• **Task to carry out**:
If a line in the entries below includes the string "purchases", copy it out.

• **Information shown**:
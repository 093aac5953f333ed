use crate::http::handlers::{propagated_request_id, with_request_id};
use crate::purchase::{execute_purchase, PurchaseFlowOutcome};
use crate::store::RecipeRepository;
use crate::AppState;
use axum::body::Body;
use axum::extract::{Path, State};
use axum::http::{HeaderMap, HeaderValue, StatusCode};
use axum::response::{IntoResponse, Redirect, Response};
use curry_creations_model::{
    AccessState, PurchasedRecipe, RecipeDetail, RecipeId, RecipeSummary, SpiceLevel, SpiceMarker,
    UserStats,
};
use std::sync::atomic::Ordering;
use std::time::Instant;

fn spice_indicator(level: SpiceLevel) -> String {
    let mut dots = String::new();
    for marker in level.markers() {
        dots.push(match marker {
            SpiceMarker::Active => '●',
            SpiceMarker::Inactive => '○',
        });
    }
    format!("<span class=\"spice\">{dots}</span> {}", level.label())
}

fn page(title: &str, body: &str) -> String {
    format!(
        "<!doctype html><html><head><meta charset=\"utf-8\"><title>{title} - CurryCreations</title></head><body>\
<header><a href=\"/\"><strong>CurryCreations</strong></a> | <a href=\"/\">Browse Recipes</a> | <a href=\"/dashboard\">My Dashboard</a></header>\
{body}\
<footer><p>&copy; 2024 CurryCreations. All rights reserved. Version <code>{}</code></p></footer>\
</body></html>",
        env!("CARGO_PKG_VERSION")
    )
}

fn html_response(status: StatusCode, html: String) -> Response {
    let mut resp = Response::new(Body::from(html));
    *resp.status_mut() = status;
    resp.headers_mut().insert(
        "content-type",
        HeaderValue::from_static("text/html; charset=utf-8"),
    );
    resp
}

fn not_found_page(recipe_id: &str) -> Response {
    let body = format!(
        "<h1>Recipe Not Found</h1>\
<p>No recipe matches <code>{recipe_id}</code>.</p>\
<p><a href=\"/\">Back to Home</a></p>"
    );
    html_response(StatusCode::NOT_FOUND, page("Recipe Not Found", &body))
}

fn recipe_card(recipe: &RecipeSummary) -> String {
    format!(
        "<li><a href=\"/recipe/{id}\">{title}</a> - ${price} \
({cuisine}, {difficulty}, {cook_time}) \
{spice} \
&#9733; {rating} ({reviews} reviews)<br>{description}</li>",
        id = recipe.id,
        title = recipe.title,
        price = recipe.price,
        cuisine = recipe.cuisine,
        difficulty = recipe.difficulty,
        cook_time = recipe.cook_time,
        spice = spice_indicator(recipe.spice_level),
        rating = recipe.rating,
        reviews = recipe.review_count,
        description = recipe.description,
    )
}

pub(crate) async fn home_page_handler(
    State(state): State<AppState>,
    headers: HeaderMap,
) -> Response {
    let started = Instant::now();
    let request_id = propagated_request_id(&headers, &state);
    let recipes = state.repository.list_recipes().await.unwrap_or_default();
    let mut list = String::new();
    for recipe in &recipes {
        list.push_str(&recipe_card(recipe));
    }
    if list.is_empty() {
        list.push_str("<li>No recipes published yet.</li>");
    }
    let body = format!(
        "<h1>EXPLORE FLAVORS, MASTER CURRY</h1>\
<p>Authentic Recipes from Around the World</p>\
<h2>Featured Recipes</h2>\
<p>Discover our most popular curry recipes, each crafted with authentic spices and traditional techniques</p>\
<ul>{list}</ul>"
    );
    let resp = html_response(StatusCode::OK, page("Home", &body));
    state
        .metrics
        .observe_request("/", StatusCode::OK, started.elapsed())
        .await;
    with_request_id(resp, &request_id)
}

fn purchase_block(detail: &RecipeDetail, access: &AccessState) -> String {
    let action = format!("/recipe/{}/purchase", detail.id());
    match access {
        AccessState::Purchased => {
            "<p><strong>&#9989; Purchased!</strong> Lifetime access.</p>".to_string()
        }
        AccessState::Purchasing => "<p>Processing...</p>".to_string(),
        AccessState::PurchaseFailed { reason } => format!(
            "<p>Purchase failed: {reason}</p>\
<form method=\"post\" action=\"{action}\"><button type=\"submit\">Try Again</button></form>"
        ),
        _ => format!(
            "<p>Premium Recipe Access</p>\
<form method=\"post\" action=\"{action}\"><button type=\"submit\">Purchase Recipe - ${}</button></form>\
<p>Lifetime access &bull; Money-back guarantee</p>",
            detail.summary.price
        ),
    }
}

fn gated_section(
    heading: &str,
    locked_copy: &str,
    teaser: &str,
    items: &[String],
    ordered: bool,
    purchased: bool,
) -> String {
    if !purchased {
        return format!(
            "<h2>{heading}</h2><p>{locked_copy}</p><blockquote>{teaser}</blockquote>"
        );
    }
    let tag = if ordered { "ol" } else { "ul" };
    let mut out = format!("<h2>{heading}</h2><{tag}>");
    for item in items {
        out.push_str(&format!("<li>{item}</li>"));
    }
    out.push_str(&format!("</{tag}>"));
    out
}

fn detail_page(detail: &RecipeDetail, access: &AccessState) -> String {
    let summary = &detail.summary;
    let purchased = access.is_purchased();
    let mut body = format!(
        "<p><a href=\"/\">&larr; Back to Recipes</a></p>\
<h1>{title}</h1>\
<p>{description}</p>\
<p>&#9733; {rating} ({reviews} reviews) | Prep: {prep} | Cook: {cook} | Serves: {servings}</p>\
<p>Difficulty: {difficulty} | Spice Level: {spice} | Cuisine: {cuisine}</p>\
{purchase}",
        title = summary.title,
        description = summary.description,
        rating = summary.rating,
        reviews = summary.review_count,
        prep = detail.prep_time,
        cook = summary.cook_time,
        servings = detail.servings,
        difficulty = summary.difficulty,
        spice = spice_indicator(summary.spice_level),
        cuisine = summary.cuisine,
        purchase = purchase_block(detail, access),
    );
    body.push_str(&gated_section(
        "Ingredients",
        "Purchase this recipe to view the complete ingredients list with exact measurements.",
        &detail.ingredient_teaser,
        &detail.ingredients,
        false,
        purchased,
    ));
    body.push_str(&gated_section(
        "Instructions",
        "Purchase this recipe to access detailed step-by-step cooking instructions.",
        &detail.instruction_teaser,
        &detail.instructions,
        true,
        purchased,
    ));
    body.push_str("<h2>Chef Tips</h2><ul>");
    for tip in &detail.tips {
        body.push_str(&format!("<li>{tip}</li>"));
    }
    body.push_str("</ul>");
    body.push_str(&format!(
        "<h2>Nutrition Facts</h2>\
<p>{calories} Calories | Protein {protein} | Carbs {carbs} | Fat {fat} | Fiber {fiber}</p>",
        calories = detail.nutrition.calories,
        protein = detail.nutrition.protein,
        carbs = detail.nutrition.carbs,
        fat = detail.nutrition.fat,
        fiber = detail.nutrition.fiber,
    ));
    body.push_str(&format!(
        "<h2>About the Chef</h2><p><strong>{name}</strong><br>{bio}</p>",
        name = detail.chef.name,
        bio = detail.chef.bio,
    ));
    body
}

pub(crate) async fn recipe_page_handler(
    State(state): State<AppState>,
    headers: HeaderMap,
    Path(recipe_id): Path<String>,
) -> Response {
    let started = Instant::now();
    let request_id = propagated_request_id(&headers, &state);
    let route = "/recipe/{recipe_id}";
    let Ok(id) = RecipeId::parse(&recipe_id) else {
        let resp = not_found_page(&recipe_id);
        state
            .metrics
            .observe_request(route, StatusCode::NOT_FOUND, started.elapsed())
            .await;
        return with_request_id(resp, &request_id);
    };
    let resp = match state.repository.get_recipe_by_id(&id).await {
        Ok(Some(detail)) => {
            let access = state.purchases.access_state(&id).await;
            html_response(
                StatusCode::OK,
                page(&detail.summary.title, &detail_page(&detail, &access)),
            )
        }
        Ok(None) => not_found_page(&recipe_id),
        Err(e) => html_response(
            StatusCode::SERVICE_UNAVAILABLE,
            page(
                "Unavailable",
                &format!("<h1>Catalog Unavailable</h1><p>{e}</p><p><a href=\"/\">Back to Home</a></p>"),
            ),
        ),
    };
    let status = resp.status();
    state
        .metrics
        .observe_request(route, status, started.elapsed())
        .await;
    with_request_id(resp, &request_id)
}

/// Form action behind the detail page's purchase button. The resulting
/// access state is whatever the redirected-to page renders.
pub(crate) async fn purchase_action_handler(
    State(state): State<AppState>,
    headers: HeaderMap,
    Path(recipe_id): Path<String>,
) -> Response {
    let started = Instant::now();
    let request_id = propagated_request_id(&headers, &state);
    let route = "/recipe/{recipe_id}/purchase";
    let Ok(id) = RecipeId::parse(&recipe_id) else {
        let resp = not_found_page(&recipe_id);
        state
            .metrics
            .observe_request(route, StatusCode::NOT_FOUND, started.elapsed())
            .await;
        return with_request_id(resp, &request_id);
    };
    let detail = match state.repository.get_recipe_by_id(&id).await {
        Ok(Some(v)) => v,
        _ => {
            let resp = not_found_page(&recipe_id);
            state
                .metrics
                .observe_request(route, StatusCode::NOT_FOUND, started.elapsed())
                .await;
            return with_request_id(resp, &request_id);
        }
    };
    state
        .metrics
        .purchase_attempts
        .fetch_add(1, Ordering::Relaxed);
    let outcome = execute_purchase(
        state.purchases.as_ref(),
        state.gateway.as_ref(),
        &detail.summary,
    )
    .await;
    match outcome {
        PurchaseFlowOutcome::Confirmed { .. } | PurchaseFlowOutcome::AlreadyOwned => {
            state
                .metrics
                .purchase_confirmed
                .fetch_add(1, Ordering::Relaxed);
        }
        PurchaseFlowOutcome::InFlight => {
            state
                .metrics
                .purchase_rejected_busy
                .fetch_add(1, Ordering::Relaxed);
        }
        PurchaseFlowOutcome::Failed { .. } => {
            state
                .metrics
                .purchase_failed
                .fetch_add(1, Ordering::Relaxed);
        }
    }
    let resp = Redirect::to(&format!("/recipe/{recipe_id}")).into_response();
    let status = resp.status();
    state
        .metrics
        .observe_request(route, status, started.elapsed())
        .await;
    with_request_id(resp, &request_id)
}

fn purchased_card(record: &PurchasedRecipe) -> String {
    let recipe = &record.recipe;
    let accessed = record
        .last_accessed
        .map(|d| format!("<br>Last accessed: {}", d.format("%Y-%m-%d")))
        .unwrap_or_default();
    format!(
        "<li><a href=\"/recipe/{id}\">{title}</a> ({cook_time}, &#9733; {rating})<br>\
Purchased: {date}{accessed}</li>",
        id = recipe.id,
        title = recipe.title,
        cook_time = recipe.cook_time,
        rating = recipe.rating,
        date = record.purchase_date.format("%Y-%m-%d"),
    )
}

pub(crate) async fn dashboard_page_handler(
    State(state): State<AppState>,
    headers: HeaderMap,
) -> Response {
    let started = Instant::now();
    let request_id = propagated_request_id(&headers, &state);
    let route = "/dashboard";
    let (purchased, recommended, profile) = match (
        state.repository.purchased_recipes().await,
        state.repository.recommendations().await,
        state.repository.user_profile().await,
    ) {
        (Ok(p), Ok(r), Ok(u)) => (p, r, u),
        _ => {
            let resp = html_response(
                StatusCode::SERVICE_UNAVAILABLE,
                page(
                    "Unavailable",
                    "<h1>Dashboard Unavailable</h1><p><a href=\"/\">Back to Home</a></p>",
                ),
            );
            state
                .metrics
                .observe_request(route, StatusCode::SERVICE_UNAVAILABLE, started.elapsed())
                .await;
            return with_request_id(resp, &request_id);
        }
    };
    let favorites: Vec<_> = purchased
        .iter()
        .filter(|p| profile.favorites.contains(&p.recipe.id))
        .collect();
    let stats = UserStats::derive(&purchased, favorites.len() as u64, profile.recipes_made);
    let first_name = profile
        .display_name
        .split_whitespace()
        .next()
        .unwrap_or("there");

    let mut body = format!(
        "<h1>Welcome back, {first_name}!</h1>\
<p>Manage your purchased recipes and discover new flavors</p>\
<p><strong>{owned}</strong> Recipes Owned | <strong>${spent}</strong> Total Spent | \
<strong>{favs}</strong> Favorites | <strong>{made}</strong> Recipes Made</p>",
        owned = stats.recipes_owned,
        spent = stats.total_spent,
        favs = stats.favorite_count,
        made = stats.recipes_made,
    );

    body.push_str("<h2>Your Purchased Recipes</h2>");
    if purchased.is_empty() {
        body.push_str(
            "<p>No recipes yet. Start building your recipe collection by purchasing your \
first recipe.</p><p><a href=\"/\">Browse Recipes</a></p>",
        );
    } else {
        body.push_str("<ul>");
        for record in &purchased {
            body.push_str(&purchased_card(record));
        }
        body.push_str("</ul>");
    }

    body.push_str("<h2>Your Favorite Recipes</h2><ul>");
    for record in &favorites {
        body.push_str(&format!(
            "<li><a href=\"/recipe/{id}\">&#10084; {title}</a></li>",
            id = record.recipe.id,
            title = record.recipe.title,
        ));
    }
    body.push_str("</ul>");

    body.push_str("<h2>Recommended for You</h2><ul>");
    for recipe in &recommended {
        body.push_str(&format!(
            "<li><a href=\"/recipe/{id}\">{title}</a> - ${price} ({difficulty}, {cook_time})</li>",
            id = recipe.id,
            title = recipe.title,
            price = recipe.price,
            difficulty = recipe.difficulty,
            cook_time = recipe.cook_time,
        ));
    }
    body.push_str("</ul>");

    let resp = html_response(StatusCode::OK, page("My Dashboard", &body));
    state
        .metrics
        .observe_request(route, StatusCode::OK, started.elapsed())
        .await;
    with_request_id(resp, &request_id)
}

• **The answer**:
            let access = state.purchases.access_state(&id).await;
        state.purchases.as_ref(),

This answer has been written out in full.